"""ClaimsEnvPro — typed payloads for the 12-verb adjudication gym.

The action surface is a single ``message`` string carrying up to three
semicolon-separated commands (one of the 12 verbs, optional argument).
The observation surface is 18 typed fields plus a ``revealed_info`` dict
that grows as the agent invokes information-gathering verbs.

Reserved OpenEnv names (``reset``, ``step``, ``state``, ``close``) are
deliberately *not* used as verbs — only the 11 insurance verbs from the
upstream source plus the new ``VERIFY_PURCHASE`` (Plaid bank audit).
"""

from __future__ import annotations

from typing import Any, Dict, List

from openenv.core.env_server.types import Action, Observation, State
from pydantic import Field


# ---------------------------------------------------------------------------
# Verb vocabulary (12)
# ---------------------------------------------------------------------------

INFORMATION_VERBS: tuple[str, ...] = (
    "VIEW_QUEUE",
    "OPEN_CLAIM",
    "REVIEW_DOCUMENTS",
    "CHECK_POLICY",
    "INVESTIGATE_FRAUD",
    "REQUEST_INFO",
    "VERIFY_PURCHASE",       # Plaid bank audit (new in claims-env-pro)
    "HANDLE_APPEAL",
)

TERMINAL_VERBS: tuple[str, ...] = (
    "APPROVE",
    "DENY",
    "ESCALATE",
    "END_SHIFT",
)

ALL_VERBS: tuple[str, ...] = INFORMATION_VERBS + TERMINAL_VERBS
assert len(ALL_VERBS) == 12, "claims-env-pro defines exactly 12 verbs"

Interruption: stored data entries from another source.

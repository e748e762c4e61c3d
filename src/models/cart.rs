use rust_decimal::Decimal;
use serde::{Deserialize, Serialize};
use std::fmt;
use tracing::warn;

use crate::models::SnapshotResult;

/// Name of the snapshot record that holds the cart within a storage origin
pub const CART_SNAPSHOT_KEY: &str = "laundry_cart";

/// Opaque identifier of a priced service, numeric or textual.
///
/// `1` and `"1"` are different identifiers.
#[derive(Debug, Clone, PartialEq, Eq, Hash, Serialize, Deserialize)]
#[serde(untagged)]
pub enum ServiceId {
    Number(i64),
    Text(String),
}

impl fmt::Display for ServiceId {
    fn fmt(&self, f: &mut fmt::Formatter<'_>) -> fmt::Result {
        match self {
            ServiceId::Number(id) => write!(f, "{}", id),
            ServiceId::Text(id) => write!(f, "{}", id),
        }
    }
}

impl From<i64> for ServiceId {
    fn from(id: i64) -> Self {
        ServiceId::Number(id)
    }
}

impl From<i32> for ServiceId {
    fn from(id: i32) -> Self {
        ServiceId::Number(i64::from(id))
    }
}

impl From<&str> for ServiceId {
    fn from(id: &str) -> Self {
        ServiceId::Text(id.to_string())
    }
}

/// How a service's price is interpreted
#[derive(Debug, Clone, Copy, PartialEq, Eq, Hash, Serialize, Deserialize, Default)]
#[serde(rename_all = "UPPERCASE")]
pub enum UnitType {
    Kg,
    Piece,
    #[default]
    Item,
}

impl UnitType {
    /// Lenient parse used at the catalog boundary
    pub fn parse_lenient(value: &str) -> Option<Self> {
        match value.trim().to_ascii_uppercase().as_str() {
            "KG" => Some(UnitType::Kg),
            "PIECE" => Some(UnitType::Piece),
            "ITEM" => Some(UnitType::Item),
            _ => None,
        }
    }
}

impl fmt::Display for UnitType {
    fn fmt(&self, f: &mut fmt::Formatter<'_>) -> fmt::Result {
        match self {
            UnitType::Kg => write!(f, "KG"),
            UnitType::Piece => write!(f, "PIECE"),
            UnitType::Item => write!(f, "ITEM"),
        }
    }
}

/// One entry in the cart
#[derive(Debug, Clone, PartialEq, Serialize, Deserialize)]
#[serde(rename_all = "camelCase")]
pub struct LineItem {
    pub service_id: ServiceId,
    pub name: String,
    pub category: String,
    pub method: String,
    pub unit_type: UnitType,
    pub price: Decimal,
    pub quantity: u32,
    pub total_price: Decimal,
}

impl LineItem {
    /// Whether this item has the given identity key
    pub fn matches(&self, service_id: &ServiceId, method: &str) -> bool {
        self.service_id == *service_id && self.method == method
    }

    /// `price * quantity`, `None` when it does not fit a `Decimal`
    fn line_total(price: Decimal, quantity: u32) -> Option<Decimal> {
        price.checked_mul(Decimal::from(quantity))
    }
}

/// Normalized input for adding a service to the cart
#[derive(Debug, Clone, PartialEq)]
pub struct CartItemCandidate {
    pub service_id: ServiceId,
    pub name: String,
    pub category: String,
    pub method: String,
    pub unit_type: UnitType,
    pub price: Decimal,
    pub quantity: u32,
}

impl CartItemCandidate {
    pub fn new(service_id: impl Into<ServiceId>, method: &str, price: Decimal) -> Self {
        Self {
            service_id: service_id.into(),
            name: String::new(),
            category: String::new(),
            method: method.to_string(),
            unit_type: UnitType::default(),
            price,
            quantity: 1,
        }
    }

    pub fn with_name(mut self, name: &str) -> Self {
        self.name = name.to_string();
        self
    }

    pub fn with_category(mut self, category: &str) -> Self {
        self.category = category.to_string();
        self
    }

    pub fn with_unit_type(mut self, unit_type: UnitType) -> Self {
        self.unit_type = unit_type;
        self
    }

    pub fn with_quantity(mut self, quantity: u32) -> Self {
        self.quantity = quantity;
        self
    }

    fn into_line_item(self) -> Option<LineItem> {
        let quantity = self.quantity.max(1);
        let total_price = LineItem::line_total(self.price, quantity)?;
        Some(LineItem {
            service_id: self.service_id,
            name: self.name,
            category: self.category,
            method: self.method,
            unit_type: self.unit_type,
            price: self.price,
            quantity,
            total_price,
        })
    }
}

/// A state transition on the cart
#[derive(Debug, Clone, PartialEq)]
pub enum CartAction {
    AddItem(CartItemCandidate),
    RemoveItem { index: usize },
    UpdateQuantity { index: usize, quantity: i64 },
    Clear,
}

impl CartAction {
    /// Operation label used in logs and metrics
    pub fn name(&self) -> &'static str {
        match self {
            CartAction::AddItem(_) => "add_item",
            CartAction::RemoveItem { .. } => "remove_item",
            CartAction::UpdateQuantity { .. } => "update_quantity",
            CartAction::Clear => "clear",
        }
    }
}

/// Ordered collection of line items making up a pending order
#[derive(Debug, Clone, Default, PartialEq)]
pub struct Cart {
    items: Vec<LineItem>,
}

impl Cart {
    /// Create an empty cart
    pub fn new() -> Self {
        Self::default()
    }

    /// Apply a single transition. Every transition leaves the cart consistent.
    ///
    /// A step whose line total or cart total would not fit a `Decimal` is
    /// dropped as a whole and the cart stays as it was.
    pub fn apply(&mut self, action: CartAction) {
        let operation = action.name();
        let applied = match action {
            CartAction::AddItem(candidate) => self.add_item(candidate),
            CartAction::RemoveItem { index } => {
                self.remove_item(index);
                Some(())
            }
            CartAction::UpdateQuantity { index, quantity } => {
                self.update_quantity(index, quantity)
            }
            CartAction::Clear => {
                self.items.clear();
                Some(())
            }
        };

        if applied.is_none() {
            warn!(operation, "Cart amount out of range, change ignored");
        }
    }

    fn add_item(&mut self, candidate: CartItemCandidate) -> Option<()> {
        let added = candidate.quantity.max(1);
        let existing = self
            .items
            .iter()
            .position(|item| item.matches(&candidate.service_id, &candidate.method));

        match existing {
            Some(index) => {
                let quantity = self.items[index].quantity.saturating_add(added);
                self.set_quantity(index, quantity)
            }
            None => {
                let item = candidate.into_line_item()?;
                self.total_excluding(None)?.checked_add(item.total_price)?;
                self.items.push(item);
                Some(())
            }
        }
    }

    /// Set a line's quantity and total together, or leave it untouched
    fn set_quantity(&mut self, index: usize, quantity: u32) -> Option<()> {
        let total_price = LineItem::line_total(self.items.get(index)?.price, quantity)?;
        self.total_excluding(Some(index))?.checked_add(total_price)?;

        let item = &mut self.items[index];
        item.quantity = quantity;
        item.total_price = total_price;
        Some(())
    }

    fn total_excluding(&self, skip: Option<usize>) -> Option<Decimal> {
        self.items
            .iter()
            .enumerate()
            .filter(|(index, _)| Some(*index) != skip)
            .try_fold(Decimal::ZERO, |sum, (_, item)| {
                sum.checked_add(item.total_price)
            })
    }

    // Out-of-range indices remove nothing.
    fn remove_item(&mut self, index: usize) {
        if index < self.items.len() {
            self.items.remove(index);
        }
    }

    fn update_quantity(&mut self, index: usize, quantity: i64) -> Option<()> {
        if quantity <= 0 {
            self.remove_item(index);
            return Some(());
        }

        if index >= self.items.len() {
            return Some(());
        }
        self.set_quantity(index, u32::try_from(quantity).unwrap_or(u32::MAX))
    }

    /// Line items in cart order
    pub fn items(&self) -> &[LineItem] {
        &self.items
    }

    /// Get the item at a position
    pub fn get(&self, index: usize) -> Option<&LineItem> {
        self.items.get(index)
    }

    pub fn len(&self) -> usize {
        self.items.len()
    }

    pub fn is_empty(&self) -> bool {
        self.items.is_empty()
    }

    /// Sum of all quantities
    pub fn item_count(&self) -> u64 {
        self.items.iter().map(|item| u64::from(item.quantity)).sum()
    }

    /// Sum of all cached line totals
    pub fn total_amount(&self) -> Decimal {
        // `apply` and `from_snapshot` keep the sum within range
        self.total_excluding(None).unwrap_or(Decimal::MAX)
    }

    /// Serialize the cart into its snapshot representation
    pub fn to_snapshot(&self) -> SnapshotResult<String> {
        Ok(serde_json::to_string(&self.items)?)
    }

    /// Restore a cart from a snapshot.
    ///
    /// Entries without a `totalPrice` get `price * quantity`; entries with a
    /// non-positive quantity are dropped, as are entries that would push the
    /// cart total out of range.
    pub fn from_snapshot(payload: &str) -> SnapshotResult<Self> {
        let stored: Vec<StoredLineItem> = serde_json::from_str(payload)?;

        let mut total = Decimal::ZERO;
        let mut items = Vec::with_capacity(stored.len());
        for item in stored.into_iter().filter_map(StoredLineItem::restore) {
            match total.checked_add(item.total_price) {
                Some(sum) => {
                    total = sum;
                    items.push(item);
                }
                None => warn!(
                    service_id = %item.service_id,
                    "Dropping restored line, cart total out of range"
                ),
            }
        }
        Ok(Self { items })
    }
}

/// Snapshot entry as found on disk, tolerant of older or hand-written data
#[derive(Debug, Deserialize)]
#[serde(rename_all = "camelCase")]
struct StoredLineItem {
    service_id: ServiceId,
    #[serde(default)]
    name: String,
    #[serde(default)]
    category: String,
    #[serde(default)]
    method: String,
    #[serde(default)]
    unit_type: UnitType,
    price: Decimal,
    quantity: i64,
    #[serde(default)]
    total_price: Option<Decimal>,
}

impl StoredLineItem {
    fn restore(self) -> Option<LineItem> {
        if self.quantity < 1 {
            return None;
        }
        let quantity = u32::try_from(self.quantity).unwrap_or(u32::MAX);
        let total_price = match self.total_price {
            Some(total_price) => total_price,
            None => LineItem::line_total(self.price, quantity)?,
        };

        Some(LineItem {
            service_id: self.service_id,
            name: self.name,
            category: self.category,
            method: self.method,
            unit_type: self.unit_type,
            price: self.price,
            quantity,
            total_price,
        })
    }
}

/// Read-only view of a cart returned by the cart APIs
#[derive(Debug, Clone, PartialEq, Serialize, Deserialize)]
#[serde(rename_all = "camelCase")]
pub struct CartView {
    pub items: Vec<LineItem>,
    pub item_count: u64,
    pub total_amount: Decimal,
}

impl From<&Cart> for CartView {
    fn from(cart: &Cart) -> Self {
        Self {
            items: cart.items().to_vec(),
            item_count: cart.item_count(),
            total_amount: cart.total_amount(),
        }
    }
}
pub mod metrics;
pub mod middleware;
pub mod tracing;

pub use self::metrics::{Metrics, MetricsError};
pub use self::middleware::observability_middleware;
pub use self::tracing::{init_observability, shutdown_observability, ObservabilityError};
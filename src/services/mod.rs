// Services module - cart state ownership and session scoping

pub mod cart_store;
pub mod session;

pub use cart_store::CartStore;
pub use session::{CartHandle, SessionContext, SessionRegistry};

# ---------------------------------------------------------------------------
# Action
# ---------------------------------------------------------------------------


class ClaimsAction(Action):
    """Single turn from the adjudicator agent.

    ``message`` may carry up to three semicolon-separated commands. Each
    command is one of the 12 verbs, optionally followed by an argument:

        OPEN_CLAIM 3
        REVIEW_DOCUMENTS; CHECK_POLICY
        VERIFY_PURCHASE
        APPROVE 8500
        DENY fraud_detected
        END_SHIFT
    """

    message: str = Field(
        ...,
        description=(
            "Adjuster command(s), semicolon-separated (max 3 per step). "
            "Verbs: " + ", ".join(ALL_VERBS) + ". "
            "Examples: 'OPEN_CLAIM 3; REVIEW_DOCUMENTS; CHECK_POLICY', "
            "'VERIFY_PURCHASE', 'APPROVE 8500', 'DENY fraud_detected', "
            "'HANDLE_APPEAL 4', 'END_SHIFT'."
        ),
    )


# ---------------------------------------------------------------------------
# Observation (18 fields + revealed_info)
# ---------------------------------------------------------------------------


class ClaimsObservation(Observation):
    """18-field typed observation returned after each step.

    The ``dashboard`` field carries the human-readable view including the
    ``>>> NEXT STEP:`` hint. ``revealed_info`` carries the partial-
    observability bundle (policy lookup, fraud signals, plaid hit, etc.).
    ``dense_step_reward`` is the signed cost/bonus signal that GRPO trains
    on; ``reward`` is the clamped headline number.
    """

    # 1. Dashboard (rendered text + NEXT STEP hint)
    dashboard: str = Field(default="", description="Rendered dashboard")
    # 2-3. Step meters
    step_number: int = Field(default=0)
    total_steps: int = Field(default=50)
    # 4-7. Queue meters
    claims_in_queue: int = Field(default=0)
    claims_processed: int = Field(default=0)
    claims_appealed: int = Field(default=0)
    active_claim_id: int = Field(default=-1)
    # 8-11. Decision meters
    correct_decisions: int = Field(default=0)
    wrong_decisions: int = Field(default=0)
    fraud_caught: int = Field(default=0)
    fraud_missed: int = Field(default=0)
    # 12-14. Live scores
    accuracy_score: float = Field(default=0.0)
    fraud_score: float = Field(default=0.0)
    payout_accuracy: float = Field(default=0.0)
    # 15. Scenario name
    task_name: str = Field(default="")
    # 16. Pressure label (normal / busy / critical)
    shift_pressure: str = Field(default="normal")
    # 17. Dense per-step reward (signed; what GRPO env_reward_fn sums)
    dense_step_reward: float = Field(default=0.0)
    # 18. Final score (set on terminal step; 0 otherwise)
    final_score: float = Field(default=0.0)

    # Partial-observability bundle (not counted in 18 typed meters).
    revealed_info: Dict[str, Any] = Field(default_factory=dict)


# ---------------------------------------------------------------------------
# Compatibility aliases — keep older import paths happy
# ---------------------------------------------------------------------------

ClaimsEnvProAction = ClaimsAction
ClaimsEnvProObservation = ClaimsObservation
ClaimsEnvProState = State


__all__ = [
    "ClaimsAction",
    "ClaimsObservation",
    "ClaimsEnvProAction",
    "ClaimsEnvProObservation",
    "ClaimsEnvProState",
    "INFORMATION_VERBS",
    "TERMINAL_VERBS",
    "ALL_VERBS",
]